Search This Blog

Monday 23 March 2015

Teaching

Teaching - the thing on which university life rests. Where would we be without the undergraduates?

I've been lucky enough to be given teaching hours over the past two years - quicker than expected, but as I've been mentoring students since I graduated in 2011, I'm building on previous experience.

I also have 'previous' as a teacher, because before I came back into education for my own sake in 2008, I had been a preschool leader, at a sixty-place community preschool setting. It always makes people giggle when I say there are similarities between preschoolers (aged 3 and 4) and undergraduates (aged 18 to 70)

Not in behaviour, habits or volume, I hasten to add. No, its more in the way they all grow into learners; by experience, by stages and by self-discovery. I noticed it in myself as a mature student; the way I began to question everything around me (as promised on the Open Day) the way that all learning became exciting and full of possibility again. At the age of 46, this was a revelation. The process of learning has always interested me, but now I find it quite amazing.

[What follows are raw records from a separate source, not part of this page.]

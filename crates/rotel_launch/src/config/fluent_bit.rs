//! Fluent Bit classic-format configuration scanning
//!
//! Only the directives that map onto Rotel receiver settings are extracted:
//!
//! ```text
//! [INPUT]
//!     Name      forward
//!     Listen    127.0.0.1
//!     Port      24224
//!     unix_path /var/run/fluent.sock
//!
//! [FILTER]
//!     Name   record_modifier
//!     Record ecs_cluster my-cluster
//! ```
//!
//! Everything else is scanned over and ignored.

use std::path::Path;

const INPUT_FORWARD: &str = "forward";
const FILTER_RECORD_MODIFIER: &str = "record_modifier";

/// Receiver settings extracted from a Fluent Bit configuration
#[derive(Debug, Clone, Default, PartialEq, Eq)]
pub struct FluentBitConfig {
    /// `<listen>:<port>` of the last complete forward input
    pub receiver_endpoint: String,
    /// `unix_path` of the last forward input declaring one
    pub receiver_socket: String,
    /// Comma-joined `key=value` pairs from record_modifier filters
    pub resource_attributes: String,
}

/// Section kind taken from a `[LABEL]` header
#[derive(Debug, Clone, PartialEq, Eq)]
enum SectionKind {
    Input,
    Filter,
    Output,
    Other,
}

impl SectionKind {
    fn from_label(label: &str) -> Self {
        match label.to_uppercase().as_str() {
            "INPUT" => SectionKind::Input,
            "FILTER" => SectionKind::Filter,
            "OUTPUT" => SectionKind::Output,
            _ => SectionKind::Other,
        }
    }
}

/// The currently open section. Listen/port stay buffered here until the
/// section is closed.
#[derive(Debug)]
struct Section {
    kind: SectionKind,
    name: String,
    listen: String,
    port: String,
}

impl Section {
    fn open(kind: SectionKind) -> Self {
        Self {
            kind,
            name: String::new(),
            listen: String::new(),
            port: String::new(),
        }
    }

    fn is(&self, kind: &SectionKind, name: &str) -> bool {
        &self.kind == kind && self.name == name
    }
}

/// Accumulates parser output across sections
#[derive(Debug, Default)]
struct Scanner {
    config: FluentBitConfig,
    section: Option<Section>,
    attributes: Vec<String>,
}

impl Scanner {
    fn line(&mut self, raw: &str) {
        let line = raw.trim();
        if line.is_empty() || line.starts_with('#') {
            return;
        }

        if let Some(label) = section_label(line) {
            self.close_section();
            self.section = Some(Section::open(SectionKind::from_label(label)));
            return;
        }

        let Some((key, value)) = split_directive(line) else {
            return;
        };
        let key = key.to_lowercase();

        // Directives before the first header have nowhere to go
        let Some(section) = self.section.as_mut() else {
            return;
        };

        if key == "name" {
            section.name = value.to_string();
            return;
        }

        if section.is(&SectionKind::Input, INPUT_FORWARD) {
            match key.as_str() {
                "listen" => section.listen = value.to_string(),
                "port" => section.port = value.to_string(),
                "unix_path" => self.config.receiver_socket = value.to_string(),
                _ => {}
            }
        } else if section.is(&SectionKind::Filter, FILTER_RECORD_MODIFIER) && key == "record" {
            if let Some((record_key, record_value)) = split_directive(value) {
                self.attributes
                    .push(format!("{}={}", record_key, record_value));
            }
        }
    }

    fn close_section(&mut self) {
        if let Some(section) = self.section.take() {
            if section.is(&SectionKind::Input, INPUT_FORWARD)
                && !section.listen.is_empty()
                && !section.port.is_empty()
            {
                self.config.receiver_endpoint = format!("{}:{}", section.listen, section.port);
            }
        }
    }

    fn finish(mut self) -> FluentBitConfig {
        self.close_section();
        self.config.resource_attributes = self.attributes.join(",");
        self.config
    }
}

/// Returns the trimmed label of a `[label]` header line
fn section_label(line: &str) -> Option<&str> {
    line.strip_prefix('[')
        .and_then(|rest| rest.strip_suffix(']'))
        .map(str::trim)
}

/// Split at the first whitespace run into a key and a non-empty trimmed value
fn split_directive(line: &str) -> Option<(&str, &str)> {
    let (key, value) = line.split_once(char::is_whitespace)?;
    let value = value.trim();
    if key.is_empty() || value.is_empty() {
        return None;
    }
    Some((key, value))
}

impl FluentBitConfig {
    /// Load and scan a Fluent Bit configuration file.
    ///
    /// Invalid UTF-8 is replaced rather than rejected.
    pub fn from_file(path: impl AsRef<Path>) -> Result<Self, ConfigError> {
        let path = path.as_ref();
        let bytes = std::fs::read(path).map_err(|e| ConfigError::Read {
            path: path.display().to_string(),
            source: e,
        })?;
        Ok(Self::parse(&String::from_utf8_lossy(&bytes)))
    }

    /// Scan configuration text. Never fails: unknown sections and directives
    /// are skipped.
    pub fn parse(content: &str) -> Self {
        let mut scanner = Scanner::default();
        for line in content.lines() {
            scanner.line(line);
        }
        scanner.finish()
    }
}

/// Errors that can occur when loading a Fluent Bit configuration
#[derive(Debug, thiserror::Error)]
pub enum ConfigError {
    #[error("failed to read config file '{path}': {source}")]
    Read {
        path: String,
        #[source]
        source: std::io::Error,
    },
}
//! Fluent Bit configuration parsing

mod fluent_bit;

pub use fluent_bit::*;
//! Rotel Launch
//!
//! Bridges a Fluent Bit (FireLens) configuration to Rotel's environment
//! variable configuration, then runs Rotel.
//!
//! # Overview
//!
//! The launcher:
//! - Parses the Fluent Bit `forward` input and `record_modifier` filter
//! - Sets the matching `ROTEL_*` environment variables
//! - Downloads log processors listed in `S3_OTLP_LOG_PROCESSORS`
//! - Runs `rotel start`, forwarding shutdown signals
//!
//! # Example
//!
//! ```text
//! [INPUT]
//!     Name   forward
//!     Listen 127.0.0.1
//!     Port   24224
//!
//! [FILTER]
//!     Name   record_modifier
//!     Match  *
//!     Record ecs_cluster my-cluster
//! ```
//!
//! yields `ROTEL_FLUENT_RECEIVER_ENDPOINT=127.0.0.1:24224`,
//! `ROTEL_OTEL_RESOURCE_ATTRIBUTES=ecs_cluster=my-cluster` and
//! `ROTEL_RECEIVERS=fluent,otlp`.

pub mod cli;
pub mod config;
pub mod environment;
pub mod runtime;
pub mod staging;

pub use cli::LaunchArgs;
pub use config::{ConfigError, FluentBitConfig};
pub use environment::{synthesize, EnvError, EnvStore, MemoryEnv, Synthesis};
pub use runtime::{
    exit_code, LaunchError, LaunchPlan, Launcher, LauncherConfig, ManagedProcess, ProcessConfig,
    ProcessError,
};
pub use staging::{
    MemoryObjectStore, ObjectStore, ObjectStoreError, ReferenceError, ResourceStager,
    S3Reference, StageError,
};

Currently, as a tutor, I find myself puzzling over the barriers to learning. I've met reluctant students here who fail to engage, partake, or take up most of the opportunities on offer.  They are paying a great deal of money for these opportunities, so why do they then seem to avoid them? Their motivation, and lack of it, is very confusing.

However the vast majority are hard working, enthusiastic and great fun. I find it very exciting to watch them develop as they pass through their undergraduate years. One or two of the ones I've mentored have gone on to postgraduate study too. Being proud of them must mean I feel responsible for the non-partakers too; I can't have it both ways, surely? I'm told I should be professional, offer everyone the same level of attention and pass on any issues to the appropriate people. Having established a rapport with students, and seeking to get the best out of myself and of each group, its hard not to care.

Of course this is easier with one or two groups - what about the full-timer staff with dozens of students to monitor? In a teaching-led institution, the quality of tutor/student relationships is hugely important. Research-led universities also need to retain the personal touch - it could be what marks out an institution in the future.